Yes, Walt Disney had a fear that seems improbable today. Keep reading to find out what it was.
Halloween is a time that we seem to celebrate our fears. We set up scary scenes and haunted houses. We tell ghost stories and watch zombie movies. The instant thrill of fear can be very compelling, we seek the thrill. Some even become addicted to the thrill, but that is for another time and another post. So, what about those who are unhappily consumed by fear?
Fear can be productive; a warning to keep us safe if there is a hungry tiger ready to attack. This would be an appropriate signal for the fight or flight response. Fear can also be upsetting and limiting. We often fear situations that aren’t life or death. We can easily learn to overcome fear, although it may take time. When fear crosses over into phobia, it becomes life altering and that may take the help of professional using tools such as hypnosis.
Here are some simple steps to overcoming fear.

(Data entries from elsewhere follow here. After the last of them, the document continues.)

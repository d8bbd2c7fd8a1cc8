//! Value transforms
//!
//! A transform converts one tree-model value into the raw value written to a
//! bus signal. It is either a lookup table (first exact match wins) or an
//! arithmetic/boolean expression over the free variable `x`.
//!
//! Evaluation never fails loudly: a lookup miss or an expression error yields
//! `None`, which tells the caller to leave the signal out of the next frame.

use crate::types::{MapperError, Result, SignalValue};
use evalexpr::{ContextWithMutableVariables, HashMapContext, Node};

/// Name of the variable bound to the input value in expressions
pub const EXPRESSION_VARIABLE: &str = "x";

/// A validated transform declaration
#[derive(Debug, Clone)]
pub enum Transform {
    /// Ordered `(from, to)` pairs
    Lookup(Vec<LookupEntry>),
    /// Expression over `x`
    Expression(Expression),
}

/// One row of a lookup table
#[derive(Debug, Clone, PartialEq)]
pub struct LookupEntry {
    pub from: SignalValue,
    pub to: SignalValue,
}

/// An expression compiled once when the mapping is loaded
///
/// `/` is always true division: when the expression divides, integer
/// literals and an integer `x` are evaluated as floats, so `x / 40` with
/// `x = 50` is `1.25`. Expressions without `/` keep integer arithmetic.
#[derive(Debug, Clone)]
pub struct Expression {
    source: String,
    compiled: std::result::Result<Node, String>,
    float_division: bool,
}

impl Expression {
    /// Compile an expression
    ///
    /// A syntax error is kept rather than returned; evaluating the expression
    /// later yields `None` for every input.
    pub fn new(source: impl Into<String>) -> Self {
        let source = source.into();
        let float_division = source.contains('/');
        let compiled = if float_division {
            evalexpr::build_operator_tree(&float_literals(&source))
        } else {
            evalexpr::build_operator_tree(&source)
        }
        .map_err(|e| e.to_string());
        if let Err(e) = &compiled {
            log::warn!("Expression '{}' does not compile: {}", source, e);
        }
        Self {
            source,
            compiled,
            float_division,
        }
    }

    pub fn source(&self) -> &str {
        &self.source
    }

    /// Evaluate with `x` bound to `input`
    pub fn evaluate(&self, input: &SignalValue) -> std::result::Result<SignalValue, String> {
        let node = self.compiled.as_ref().map_err(|e| e.clone())?;

        let variable = match input {
            SignalValue::Integer(v) if self.float_division => evalexpr::Value::Float(*v as f64),
            other => to_evalexpr(other),
        };
        let mut context = HashMapContext::new();
        context
            .set_value(EXPRESSION_VARIABLE.to_string(), variable)
            .map_err(|e| e.to_string())?;

        let result = node.eval_with_context(&context).map_err(|e| e.to_string())?;
        match from_evalexpr(&result) {
            Some(SignalValue::Float(v)) if !v.is_finite() => {
                Err(format!("expression produced {}", v))
            }
            Some(value) => Ok(value),
            None => Err(format!("expression produced non-scalar {:?}", result)),
        }
    }
}

/// Rewrite integer literals as float literals (`40` becomes `40.0`)
///
/// String literals and digits inside identifiers or existing float literals
/// are left alone.
fn float_literals(source: &str) -> String {
    let mut out = String::with_capacity(source.len() + 8);
    let mut chars = source.chars().peekable();
    let mut prev: Option<char> = None;

    while let Some(c) = chars.next() {
        if c == '"' {
            out.push(c);
            let mut escaped = false;
            for s in chars.by_ref() {
                out.push(s);
                if escaped {
                    escaped = false;
                } else if s == '\\' {
                    escaped = true;
                } else if s == '"' {
                    break;
                }
            }
            prev = Some('"');
            continue;
        }

        let starts_number = c.is_ascii_digit()
            && !prev.is_some_and(|p| p.is_alphanumeric() || p == '_' || p == '.' || p == ':');
        out.push(c);
        prev = Some(c);
        if !starts_number {
            continue;
        }

        while let Some(&d) = chars.peek() {
            if !d.is_ascii_digit() {
                break;
            }
            out.push(d);
            prev = Some(d);
            chars.next();
        }
        match chars.peek() {
            Some(&n) if n == '.' || n == '_' || n.is_alphanumeric() => {}
            _ => out.push_str(".0"),
        }
    }
    out
}

impl Transform {
    /// Validate a transform section from the mapping file
    ///
    /// `path` is only used for error messages.
    pub fn from_json(path: &str, section: &serde_json::Value) -> Result<Self> {
        let section = section
            .as_object()
            .ok_or_else(|| MapperError::invalid_mapping(path, "transform is not an object"))?;

        match (section.get("mapping"), section.get("math")) {
            (Some(_), Some(_)) => Err(MapperError::invalid_mapping(
                path,
                "transform can not have both mapping and math",
            )),
            (Some(mapping), None) => {
                let items = mapping.as_array().ok_or_else(|| {
                    MapperError::invalid_mapping(path, "transform mapping is not a list")
                })?;
                items
                    .iter()
                    .map(|item| lookup_entry(path, item))
                    .collect::<Result<Vec<_>>>()
                    .map(Transform::Lookup)
            }
            (None, Some(math)) => math
                .as_str()
                .map(|text| Transform::Expression(Expression::new(text)))
                .ok_or_else(|| MapperError::invalid_mapping(path, "math must be a string")),
            (None, None) => Err(MapperError::invalid_mapping(
                path,
                "unsupported transform, expected mapping or math",
            )),
        }
    }
}

fn lookup_entry(path: &str, item: &serde_json::Value) -> Result<LookupEntry> {
    let (from, to) = match (item.get("from"), item.get("to")) {
        (Some(from), Some(to)) => (from, to),
        _ => {
            return Err(MapperError::invalid_mapping(
                path,
                format!("mapping entry {} is missing from or to", item),
            ))
        }
    };
    let scalar = |value: &serde_json::Value| {
        SignalValue::from_json(value).ok_or_else(|| {
            MapperError::invalid_mapping(path, format!("mapping value {} is not a scalar", value))
        })
    };
    Ok(LookupEntry {
        from: scalar(from)?,
        to: scalar(to)?,
    })
}

/// Apply an optional transform to an input value
///
/// `None` as the transform is the identity. `None` as the result means the
/// update must be ignored for this signal.
pub fn apply(transform: Option<&Transform>, input: &SignalValue, signal_name: &str) -> Option<SignalValue> {
    let output = match transform {
        None => {
            log::debug!("No transform for {}, using value {}", signal_name, input);
            Some(input.clone())
        }
        Some(Transform::Lookup(entries)) => {
            let found = entries
                .iter()
                .find(|entry| entry.from == *input)
                .map(|entry| entry.to.clone());
            if found.is_none() {
                log::warn!("No mapping to {} found for value {}, signal ignored", signal_name, input);
            }
            found
        }
        Some(Transform::Expression(expression)) => match expression.evaluate(input) {
            Ok(value) => Some(value),
            Err(e) => {
                log::warn!(
                    "Transformation '{}' failed for value {} for signal {}, signal ignored: {}",
                    expression.source(),
                    input,
                    signal_name,
                    e
                );
                None
            }
        },
    };

    if let Some(value) = &output {
        log::debug!("Transformed value {} for {}", value, signal_name);
    }
    output
}

fn to_evalexpr(value: &SignalValue) -> evalexpr::Value {
    match value {
        SignalValue::Boolean(v) => evalexpr::Value::Boolean(*v),
        SignalValue::Integer(v) => evalexpr::Value::Int(*v),
        SignalValue::Float(v) => evalexpr::Value::Float(*v),
        SignalValue::String(v) => evalexpr::Value::String(v.clone()),
    }
}

fn from_evalexpr(value: &evalexpr::Value) -> Option<SignalValue> {
    match value {
        evalexpr::Value::Boolean(v) => Some(SignalValue::Boolean(*v)),
        evalexpr::Value::Int(v) => Some(SignalValue::Integer(*v)),
        evalexpr::Value::Float(v) => Some(SignalValue::Float(*v)),
        evalexpr::Value::String(v) => Some(SignalValue::String(v.clone())),
        _ => None,
    }
}
//! Core types for the VSS to CAN mapper library
//!
//! This module defines the values that flow between the tree model (VSS) and
//! the bus model (DBC/CAN), the update records received from the tree-model
//! client, and the raw frames handed to the transport.

use serde::{Deserialize, Serialize};
use std::fmt;

/// Result type for mapper operations
pub type Result<T> = std::result::Result<T, MapperError>;

/// Raw CAN frame ready to be handed to the transport
#[derive(Debug, Clone, PartialEq, Eq)]
pub struct CanFrame {
    /// CAN message ID (11-bit or 29-bit)
    pub id: u32,
    /// Encoded frame payload
    pub data: Vec<u8>,
    /// True if this is an extended (29-bit) CAN ID
    pub is_extended: bool,
}

impl CanFrame {
    /// Get the data length code (DLC) - number of data bytes
    pub fn dlc(&self) -> usize {
        self.data.len()
    }
}

/// Errors that can occur while building mappings or encoding frames
#[derive(Debug, thiserror::Error)]
pub enum MapperError {
    #[error("Failed to parse DBC file: {0}")]
    DbcParseError(String),

    #[error("Invalid mapping for {path}: {detail}")]
    InvalidMapping { path: String, detail: String },

    #[error("Failed to read mapping file: {0}")]
    MappingFileError(String),

    #[error("Message not found: CAN ID 0x{0:X}")]
    MessageNotFound(u32),

    #[error("No default values declared for CAN ID 0x{0:X}")]
    UnsupportedFrame(u32),

    #[error("No value for signal '{signal}' in CAN ID 0x{frame_id:X}")]
    MissingSignalValue { frame_id: u32, signal: String },

    #[error("Value {value} for signal '{signal}' is not numeric")]
    NonNumericValue { signal: String, value: SignalValue },

    #[error("Value {value} for signal '{signal}' does not fit in {length} bits")]
    ValueOutOfRange {
        signal: String,
        value: SignalValue,
        length: u16,
    },

    #[error("Invalid data: {0}")]
    InvalidData(String),

    #[error("IO error: {0}")]
    IoError(#[from] std::io::Error),

    #[error("JSON error: {0}")]
    JsonError(#[from] serde_json::Error),
}

impl MapperError {
    pub(crate) fn invalid_mapping(path: &str, detail: impl Into<String>) -> Self {
        MapperError::InvalidMapping {
            path: path.to_string(),
            detail: detail.into(),
        }
    }
}

/// A scalar value on either side of the mapping
///
/// Tree-model values arrive as JSON scalars; bus-model values are whatever a
/// transform produced and are converted to numbers only when a frame is
/// encoded.
#[derive(Debug, Clone, PartialEq, Serialize, Deserialize)]
#[serde(untagged)]
pub enum SignalValue {
    /// Boolean value
    Boolean(bool),
    /// Signed integer value
    Integer(i64),
    /// Floating-point value
    Float(f64),
    /// Text value
    String(String),
}

impl fmt::Display for SignalValue {
    fn fmt(&self, f: &mut fmt::Formatter<'_>) -> fmt::Result {
        match self {
            SignalValue::Boolean(v) => write!(f, "{}", if *v { "true" } else { "false" }),
            SignalValue::Integer(v) => write!(f, "{}", v),
            SignalValue::Float(v) => write!(f, "{}", v),
            SignalValue::String(v) => write!(f, "\"{}\"", v),
        }
    }
}

impl SignalValue {
    /// Convert signal value to f64 for encoding, if it is numeric
    pub fn as_f64(&self) -> Option<f64> {
        match self {
            SignalValue::Boolean(v) => Some(if *v { 1.0 } else { 0.0 }),
            SignalValue::Integer(v) => Some(*v as f64),
            SignalValue::Float(v) => Some(*v),
            SignalValue::String(_) => None,
        }
    }

    /// Name of the variant, used in log messages
    pub fn type_name(&self) -> &'static str {
        match self {
            SignalValue::Boolean(_) => "bool",
            SignalValue::Integer(_) => "int",
            SignalValue::Float(_) => "float",
            SignalValue::String(_) => "string",
        }
    }

    /// Convert a JSON value into a scalar signal value
    ///
    /// Arrays, objects and `null` have no scalar representation and yield `None`.
    pub fn from_json(value: &serde_json::Value) -> Option<Self> {
        match value {
            serde_json::Value::Bool(b) => Some(SignalValue::Boolean(*b)),
            serde_json::Value::Number(n) => n
                .as_i64()
                .map(SignalValue::Integer)
                .or_else(|| n.as_f64().map(SignalValue::Float)),
            serde_json::Value::String(s) => Some(SignalValue::String(s.clone())),
            _ => None,
        }
    }
}

impl From<bool> for SignalValue {
    fn from(v: bool) -> Self {
        SignalValue::Boolean(v)
    }
}

impl From<i64> for SignalValue {
    fn from(v: i64) -> Self {
        SignalValue::Integer(v)
    }
}

impl From<f64> for SignalValue {
    fn from(v: f64) -> Self {
        SignalValue::Float(v)
    }
}

impl From<&str> for SignalValue {
    fn from(v: &str) -> Self {
        SignalValue::String(v.to_string())
    }
}

/// Which field of a tree-model entry an update carries
#[derive(Debug, Clone, Copy, PartialEq, Eq, Hash, Serialize, Deserialize)]
#[serde(rename_all = "snake_case")]
pub enum Field {
    /// Current (reported) value of a sensor or actuator
    Value,
    /// Desired (commanded) value of an actuator
    ActuatorTarget,
}

impl fmt::Display for Field {
    fn fmt(&self, f: &mut fmt::Formatter<'_>) -> fmt::Result {
        match self {
            Field::Value => write!(f, "value"),
            Field::ActuatorTarget => write!(f, "actuator_target"),
        }
    }
}

/// A subscription request for one tree-model path
#[derive(Debug, Clone, PartialEq, Eq)]
pub struct SubscribeEntry {
    /// Dotted tree-model path
    pub path: String,
    /// Fields to receive updates for
    pub fields: Vec<Field>,
}

/// One update notification from the tree-model client
#[derive(Debug, Clone, PartialEq, Serialize, Deserialize)]
pub struct EntryUpdate {
    /// Dotted tree-model path
    pub path: String,
    /// Which field changed
    pub field: Field,
    /// New value; `None` when the client reported the field as cleared
    #[serde(default)]
    pub value: Option<SignalValue>,
}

· Cultivate Awareness. It is important to recognize that fear is limiting your enjoyment of life in order to begin the process of overcoming it. It’s easy to get attached to your thoughts and feelings.
· Identify what exactly you’re afraid of. Notice the pictures in your head about the situation. What is happening in those scenes? What are you really scared of?
· Be curious, about what thoughts fuel the fear, where you feel it and how you react to it.
· Breathe in a sense of calm and imagine the fear as a cartoon. With each breath in, relax, with each exhale and imagine the fear as a cartoon.
· Have fun with it. Find or print out a picture that represents your fear. Punch, kick, or do whatever helps you feel better as you tell the fear that you are bigger and more powerful than the fear. Perhaps you can imagine beating it the way a gamer beats the “boss” in a video game.
· Imagine how you would be without the fear. What would be different about you? How would you talk, walk, hold yourself? Imagine you are free from the fear and practice being that person.
It has been reported that Walt Disney had musophobia or a fear of mice. That leads me to wonder if the creation of Mickey and Minnie and eventually the whole kingdom/world of Disney wasn’t in fact an attempt to overcome his fear. He certainly imagined his fear as a cartoon and had fun with it.
If your fear has become a phobia, you know it isn’t rational, yet nothing you try seems to help eliminate it then it might be time to seek help. Hypnosis is a great tool for changing fearful into powerful!
Franklin Delano Roosevelt said, “The only thing we have to fear is fear itself.” Maybe it’s time for you to release the fear and live fully!